Мне давно уже не страшно все это видеть. И более того, я осмеливаюсь внимательно смотреть на все это. И думаю только, заглядывая иногда в телевизор: дураки люди, глупые, жалкие, спесивые дураки. Выискивают блох, старательно копаясь в шерсти друг у друга, а между тем к каждому из них подкрадывается тигр. От него не будет спасения ни для кого. И чем ближе зверь, тем глубже зарываются люди в шерсть соседа.
Страшно. Ведь все равно не убежишь.
Так почему мы не объединимся перед лицом врага общего, чтобы если не победить его, то хотя бы друг друга не грызть?
— Он все равно будет спать.
Будет. И это хорошо. Я езжу к папе не для того, чтобы с ним разговаривать и на него посмотреть. Там все одинаково, и еще долго будет одинаково. Просто вдруг отец проснется и будет меня искать. А меня рядом нет.

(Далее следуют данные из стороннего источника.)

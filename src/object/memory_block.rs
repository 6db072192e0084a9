// Copyright 2025 The Rustux Authors
//
// Use of this source code is governed by a MIT-style
// license that can be found in the LICENSE file or at
// https://opensource.org/licenses/MIT

//! Memory Blocks
//!
//! A memory block nominates a range of the creator's memory for sharing.
//! It is created by CreateMemoryBlock and consumed by MapMemoryBlock.

use crate::mm::MemoryPermission;

/// Shared memory block
#[derive(Debug, Clone, Copy, PartialEq, Eq)]
pub struct MemoryBlock {
    /// Base address in the creator's address space
    pub addr: u32,

    /// Size in bytes (page multiple)
    pub size: u32,

    /// Creator's permission
    pub my_permission: MemoryPermission,

    /// Permission granted to other mappers
    pub other_permission: MemoryPermission,
}

impl MemoryBlock {
    /// Describe a new block
    pub const fn new(
        addr: u32,
        size: u32,
        my_permission: MemoryPermission,
        other_permission: MemoryPermission,
    ) -> Self {
        Self {
            addr,
            size,
            my_permission,
            other_permission,
        }
    }

    /// Check whether a mapper may obtain `requested` access
    pub fn permits(&self, requested: MemoryPermission) -> bool {
        self.other_permission.contains(MemoryPermission::DONT_CARE)
            || self.other_permission.contains(requested)
    }
}
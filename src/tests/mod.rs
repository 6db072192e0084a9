// Copyright 2025 The Rustux Authors
//
// Use of this source code is governed by a MIT-style
// license that can be found in the LICENSE file or at
// https://opensource.org/licenses/MIT

//! Integration Tests
//!
//! End-to-end SVC tests: a kernel, the reference address space and
//! recording collaborators, driven through the SVC dispatcher.

mod syscall_tests;
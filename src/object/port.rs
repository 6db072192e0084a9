// Copyright 2025 The Rustux Authors
//
// Use of this source code is governed by a MIT-style
// license that can be found in the LICENSE file or at
// https://opensource.org/licenses/MIT

//! Ports & Sessions
//!
//! A port is a named rendezvous point registered by a server; clients
//! connect to it by name and receive a session bound to it.
//!
//! ```text
//! Port:     unregistered ──(create)──► registered ──► teardown
//! Session:  none ──(connect)──► bound to port ──(close)──► destroyed
//! ```

use log::debug;
use spin::Mutex;

use super::handle::Handle;
use super::kobject::ObjectRef;
use crate::result::KernelFault;

/// Maximum port name length, excluding the terminator
pub const MAX_PORT_NAME_LEN: usize = 11;

/// ============================================================================
/// Port
/// ============================================================================

/// Named IPC port
#[derive(Debug)]
pub struct Port {
    name: String,
    public: bool,
}

impl Port {
    /// Create a port description
    ///
    /// Names must be non-empty, at most [`MAX_PORT_NAME_LEN`] bytes and
    /// contain no NUL.
    pub fn new(name: &str, public: bool) -> Result<Self, KernelFault> {
        if name.is_empty() || name.len() > MAX_PORT_NAME_LEN || name.contains('\0') {
            return Err(KernelFault::InvalidPortName(name.into()));
        }
        Ok(Self {
            name: name.into(),
            public,
        })
    }

    /// Port name
    pub fn name(&self) -> &str {
        &self.name
    }

    /// Whether any process may connect
    pub fn is_public(&self) -> bool {
        self.public
    }
}

/// ============================================================================
/// Session
/// ============================================================================

/// Connected channel to a port
///
/// Keeps its port alive for as long as the session exists.
#[derive(Debug)]
pub struct Session {
    port_handle: Handle,
    port: ObjectRef,
}

impl Session {
    /// Bind a new session to a port
    pub fn new(port_handle: Handle, port: ObjectRef) -> Self {
        Self { port_handle, port }
    }

    /// Handle of the owning port
    pub fn port_handle(&self) -> Handle {
        self.port_handle
    }

    /// The owning port object
    pub fn port(&self) -> &ObjectRef {
        &self.port
    }

    /// Name of the owning port
    pub fn port_name(&self) -> &str {
        self.port.as_port().map_or("<not a port>", Port::name)
    }
}

/// ============================================================================
/// Port Registry
/// ============================================================================

/// Registered port entry
struct RegisteredPort {
    handle: Handle,
    object: ObjectRef,
}

/// Registry of named ports
///
/// Holds its own reference to each registered port, so a port outlives the
/// closing of its creation handle.
#[derive(Default)]
pub struct PortRegistry {
    ports: Mutex<Vec<RegisteredPort>>,
}

impl PortRegistry {
    /// Create an empty registry
    pub fn new() -> Self {
        Self::default()
    }

    /// Register a port under its handle
    pub fn register(&self, handle: Handle, object: ObjectRef) -> Result<(), KernelFault> {
        let name = match object.as_port() {
            Some(port) => port.name().to_string(),
            None => return Err(KernelFault::InvalidPortName(object.name().into())),
        };

        let mut ports = self.ports.lock();
        if ports
            .iter()
            .any(|p| p.object.as_port().is_some_and(|port| port.name() == name))
        {
            return Err(KernelFault::DuplicatePort(name));
        }

        debug!("PortRegistry: registered \"{}\" as {:?}", name, handle);
        ports.push(RegisteredPort { handle, object });
        Ok(())
    }

    /// Exact-match lookup by name
    pub fn lookup(&self, name: &str) -> Option<(Handle, ObjectRef)> {
        self.ports
            .lock()
            .iter()
            .find(|p| p.object.as_port().is_some_and(|port| port.name() == name))
            .map(|p| (p.handle, p.object.acquire()))
    }

    /// Number of registered ports
    pub fn len(&self) -> usize {
        self.ports.lock().len()
    }

    /// Check if no port is registered
    pub fn is_empty(&self) -> bool {
        self.len() == 0
    }

    /// Drop every registration
    pub fn clear(&self) {
        let old = core::mem::take(&mut *self.ports.lock());
        drop(old);
    }
}

// ============================================================================
// Tests
// ============================================================================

Представляете одиночество человека в таком состоянии? Вы заперты в жесткие, тесные путы. Вы не видите, глаза ваши закрыты, не можете изменить позу, в которой лежите уже трое суток. Вы спите и иногда выходите из забытья. Но и там только темнота, тишина и что-то мешающее во рту. Чешется? Не почесать. Неудобно? Не перевернуться и даже не сказать об этом. Болит что-то?
У вас есть сын. А больше, собственно, ничего.

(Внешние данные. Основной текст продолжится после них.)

// Copyright 2025 The Rustux Authors
//
// Use of this source code is governed by a MIT-style
// license that can be found in the LICENSE file or at
// https://opensource.org/licenses/MIT

//! Handle Encoding & Handle Table
//!
//! Guest code never sees object pointers, only 32-bit handles.
//!
//! # Handle Layout
//!
//! ```text
//!  31  30                 15 14             0
//! +---+---------------------+----------------+
//! | R |      linear id      |  table index   |
//! +---+---------------------+----------------+
//! ```
//!
//! - **R**: reserved, must be zero
//! - **linear id**: per-allocation generation counter, never zero
//! - **table index**: slot in the owning [`HandleTable`]
//!
//! The linear id makes a handle to a recycled slot detectably stale.
//!
//! Some handle values above the table range are recognized by value
//! instead of lookup; see [`well_known`].

use core::fmt;

use log::{debug, warn};
use spin::Mutex;

use super::kobject::ObjectRef;
use crate::result::ResultCode;

/// ============================================================================
/// Handle
/// ============================================================================

/// Opaque 32-bit handle
#[repr(transparent)]
#[derive(Clone, Copy, PartialEq, Eq, Hash)]
pub struct Handle(u32);

impl Handle {
    /// Number of table index bits
    pub const INDEX_BITS: u32 = 15;

    /// Number of linear id bits
    pub const LINEAR_ID_BITS: u32 = 16;

    /// Number of reserved bits
    pub const RESERVED_BITS: u32 = 1;

    /// Mask for the table index field
    pub const INDEX_MASK: u32 = (1 << Self::INDEX_BITS) - 1;

    /// The null handle
    pub const NULL: Self = Self(0);

    /// Create from raw value
    pub const fn from_raw(raw: u32) -> Self {
        Self(raw)
    }

    /// Compose a handle from its fields
    pub const fn new(index: u16, linear_id: u16) -> Self {
        Self(((linear_id as u32) << Self::INDEX_BITS) | (index as u32 & Self::INDEX_MASK))
    }

    /// Get raw value
    pub const fn raw(self) -> u32 {
        self.0
    }

    /// Table index field
    pub const fn index(self) -> u16 {
        (self.0 & Self::INDEX_MASK) as u16
    }

    /// Linear id field
    pub const fn linear_id(self) -> u16 {
        (self.0 >> Self::INDEX_BITS) as u16
    }

    /// Reserved field
    pub const fn reserved(self) -> u8 {
        (self.0 >> (Self::INDEX_BITS + Self::LINEAR_ID_BITS)) as u8
    }
}

const _: () = assert!(
    Handle::INDEX_BITS + Handle::LINEAR_ID_BITS + Handle::RESERVED_BITS == u32::BITS,
    "invalid handle layout"
);

impl fmt::Debug for Handle {
    fn fmt(&self, f: &mut fmt::Formatter<'_>) -> fmt::Result {
        write!(f, "Handle({:#010X})", self.0)
    }
}

impl From<Handle> for u32 {
    fn from(handle: Handle) -> u32 {
        handle.0
    }
}

/// ============================================================================
/// Well-Known Handles
/// ============================================================================

/// Handle values recognized by value rather than table lookup
///
/// All of them have the reserved bit set, so they can never collide with a
/// handle issued by a [`HandleTable`].
pub mod well_known {
    use super::Handle;

    /// First service handle
    pub const SERVICE_BASE: u32 = 0xFFFF_7000;

    /// Services, in handle order
    pub const SERVICE_NAMES: [&str; 19] = [
        "ac:u", "am:net", "APT:S", "boss:U", "cam:u", "cecd:u", "cfg:u", "dsp::DSP", "hid:USER",
        "frd:u", "fs:USER", "gsp::Gpu", "gsp::Lcd", "ldr:ro", "mic:u", "ndm:u", "nim:aoc",
        "ptm:u", "y2r:u",
    ];

    /// Last service handle
    pub const SERVICE_MAX: u32 = SERVICE_BASE + SERVICE_NAMES.len() as u32 - 1;

    /// GPU shared memory region
    pub const GSP_SHARED_MEM: Handle = Handle::from_raw(SERVICE_MAX + 1);

    /// System font shared memory region
    pub const FONT_SHARED_MEM: Handle = Handle::from_raw(SERVICE_MAX + 2);

    /// Input device shared memory region
    pub const HID_SHARED_MEM: Handle = Handle::from_raw(SERVICE_MAX + 3);

    /// Check whether a handle addresses a built-in service
    pub const fn is_service_handle(handle: Handle) -> bool {
        handle.raw() >= SERVICE_BASE && handle.raw() <= SERVICE_MAX
    }

    /// Check whether a handle addresses a kernel shared memory region
    pub const fn is_shared_mem_handle(handle: Handle) -> bool {
        handle.raw() >= GSP_SHARED_MEM.raw() && handle.raw() <= HID_SHARED_MEM.raw()
    }

    /// Service handle for a service name
    pub fn service_handle(name: &str) -> Option<Handle> {
        SERVICE_NAMES
            .iter()
            .position(|&n| n == name)
            .map(|i| Handle::from_raw(SERVICE_BASE + i as u32))
    }

    /// Service name for a service handle
    pub fn service_name(handle: Handle) -> Option<&'static str> {
        if !is_service_handle(handle) {
            return None;
        }
        SERVICE_NAMES.get((handle.raw() - SERVICE_BASE) as usize).copied()
    }
}

/// ============================================================================
/// Handle Table
/// ============================================================================

/// Default handle table capacity
pub const MAX_HANDLES: usize = 0x1000;

/// Largest capacity the index field can address
pub const MAX_TABLE_SIZE: usize = 1 << Handle::INDEX_BITS;

/// Table state guarded by the table lock
///
/// Slot metadata lives in parallel arrays: `linear_ids` is meaningful for
/// occupied slots, `next_free` for free ones.
struct TableInner {
    /// Stored linear id per occupied slot
    linear_ids: Vec<u16>,

    /// Free-list link per free slot
    next_free: Vec<Option<u16>>,

    /// Object reference per occupied slot
    objects: Vec<Option<ObjectRef>>,

    /// Head of the free list
    free_head: Option<u16>,

    /// Next linear id to hand out
    next_linear_id: u16,

    /// Number of occupied slots
    count: usize,
}

impl TableInner {
    fn new(capacity: usize) -> Self {
        let mut next_free = Vec::with_capacity(capacity);
        let mut objects = Vec::with_capacity(capacity);
        let mut free_head = None;

        // Slot i links to slot i - 1; the head ends at the highest slot
        for i in 0..capacity {
            next_free.push(free_head);
            objects.push(None);
            free_head = Some(i as u16);
        }

        Self {
            linear_ids: vec![0; capacity],
            next_free,
            objects,
            free_head,
            next_linear_id: 1,
            count: 0,
        }
    }

    /// Hand out a linear id, wrapping past the top and skipping zero
    fn allocate_linear_id(&mut self) -> u16 {
        let id = self.next_linear_id;
        self.next_linear_id = match self.next_linear_id.wrapping_add(1) {
            0 => 1,
            next => next,
        };
        id
    }

    /// Validate a handle against the slot it names
    fn slot_of(&self, handle: Handle) -> Option<usize> {
        if handle.reserved() != 0 {
            return None;
        }
        let index = handle.index() as usize;
        if index >= self.objects.len() || self.objects[index].is_none() {
            return None;
        }
        if self.linear_ids[index] != handle.linear_id() {
            return None;
        }
        Some(index)
    }
}

/// Handle table
///
/// Maps handles to kernel objects. Each occupied slot owns one reference to
/// its object. All mutation is serialized by a single lock.
pub struct HandleTable {
    inner: Mutex<TableInner>,
    capacity: usize,
}

impl HandleTable {
    /// Create a table with `capacity` slots
    ///
    /// Capacities beyond what the index field can address are clamped.
    pub fn new(capacity: usize) -> Self {
        let capacity = if capacity > MAX_TABLE_SIZE {
            warn!(
                "HandleTable: capacity {:#X} exceeds index range, clamping to {:#X}",
                capacity, MAX_TABLE_SIZE
            );
            MAX_TABLE_SIZE
        } else {
            capacity
        };

        Self {
            inner: Mutex::new(TableInner::new(capacity)),
            capacity,
        }
    }

    /// Reset the table, releasing every stored reference
    pub fn initialize(&self) {
        let old = {
            let mut inner = self.inner.lock();
            core::mem::replace(&mut *inner, TableInner::new(self.capacity))
        };
        // Objects are released outside the lock
        drop(old);
    }

    /// Add an object, taking ownership of the given reference
    ///
    /// # Returns
    ///
    /// - `Ok(handle)` on success
    /// - `Err(ResultCode::OUT_OF_HANDLES)` if every slot is occupied
    pub fn add(&self, object: ObjectRef) -> Result<Handle, ResultCode> {
        let mut inner = self.inner.lock();

        let Some(index) = inner.free_head else {
            return Err(ResultCode::OUT_OF_HANDLES);
        };
        let slot = index as usize;

        inner.free_head = inner.next_free[slot].take();
        let linear_id = inner.allocate_linear_id();
        inner.linear_ids[slot] = linear_id;
        inner.objects[slot] = Some(object);
        inner.count += 1;

        let handle = Handle::new(index, linear_id);
        debug!("HandleTable: add {:?} (slot {:#X})", handle, index);
        Ok(handle)
    }

    /// Remove a handle, releasing the table's reference
    ///
    /// # Returns
    ///
    /// - `Ok(())` on success
    /// - `Err(ResultCode::INVALID_HANDLE)` if the handle is out of range,
    ///   unoccupied or stale
    pub fn remove(&self, handle: Handle) -> Result<(), ResultCode> {
        let released = {
            let mut inner = self.inner.lock();
            let slot = inner.slot_of(handle).ok_or(ResultCode::INVALID_HANDLE)?;

            let object = inner.objects[slot].take();
            inner.linear_ids[slot] = 0;
            inner.next_free[slot] = inner.free_head;
            inner.free_head = Some(slot as u16);
            inner.count -= 1;
            object
        };

        debug!("HandleTable: remove {:?}", handle);
        // Last reference may finalize here, outside the lock
        drop(released);
        Ok(())
    }

    /// Look up a handle, returning a new reference to its object
    pub fn get(&self, handle: Handle) -> Option<ObjectRef> {
        let inner = self.inner.lock();
        let slot = inner.slot_of(handle)?;
        inner.objects[slot].as_ref().map(ObjectRef::acquire)
    }

    /// Number of occupied slots
    pub fn count(&self) -> usize {
        self.inner.lock().count
    }

    /// Total number of slots
    pub fn capacity(&self) -> usize {
        self.capacity
    }
}

impl Default for HandleTable {
    fn default() -> Self {
        Self::new(MAX_HANDLES)
    }
}

// ============================================================================
// Tests
// ============================================================================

Да, может быть, сегодняшнее пожатие его руки было инстинктивным, случайным. А вдруг — нет.
Состояние отца тяжелое. Началась пневмония. Пока мы ехали на скорой помощи, у него началась инсультная рвота, и как я ни старался, чтобы голова папы лежала на боку, машину сильно трясло, и макароны вместе с накрученными мной котлетами все равно попали ему в легкие.
Лечат антибиотиками. Будем надеяться на лучшее.
Отец не проснулся, когда я приехал. Погладил его по руке.
Жизнь необыкновенно прекрасная и очень трагичная вещь. Как одно с другим сочетается в ней, понять не могу.
Начавшаяся пневмония прогрессирует. Папа на искусственном аппарате дыхания, привязан к кровати, весь в трубках…
Врачи ничего определенного не говорят.
Отец ненадолго пришел в себя. Много разговаривал с ним, он отвечал пожатием руки на да-нет.
Больно тебе? — Нет. Скучно? — Да.
Из уголка глаза папы текли слезы. Я делал вид, что их не вижу.
И мне удалось его рассмешить. Удалось.
Сегодня хороший день.
И моих слез никто не увидит. Саша в отъезде, я сейчас один.
Папе значительно лучше. На меня наорала заведующая. Снова зудел, чтобы выбить себе пропуск в реанимацию, а когда не дали, залез туда без спроса. Я не в обиде, реально чувствовал, что женщина переживает за больных. Она права, все правильно, отец в палате не один. Побольше бы таких врачей. Давно не получал разнос с таким удовольствием.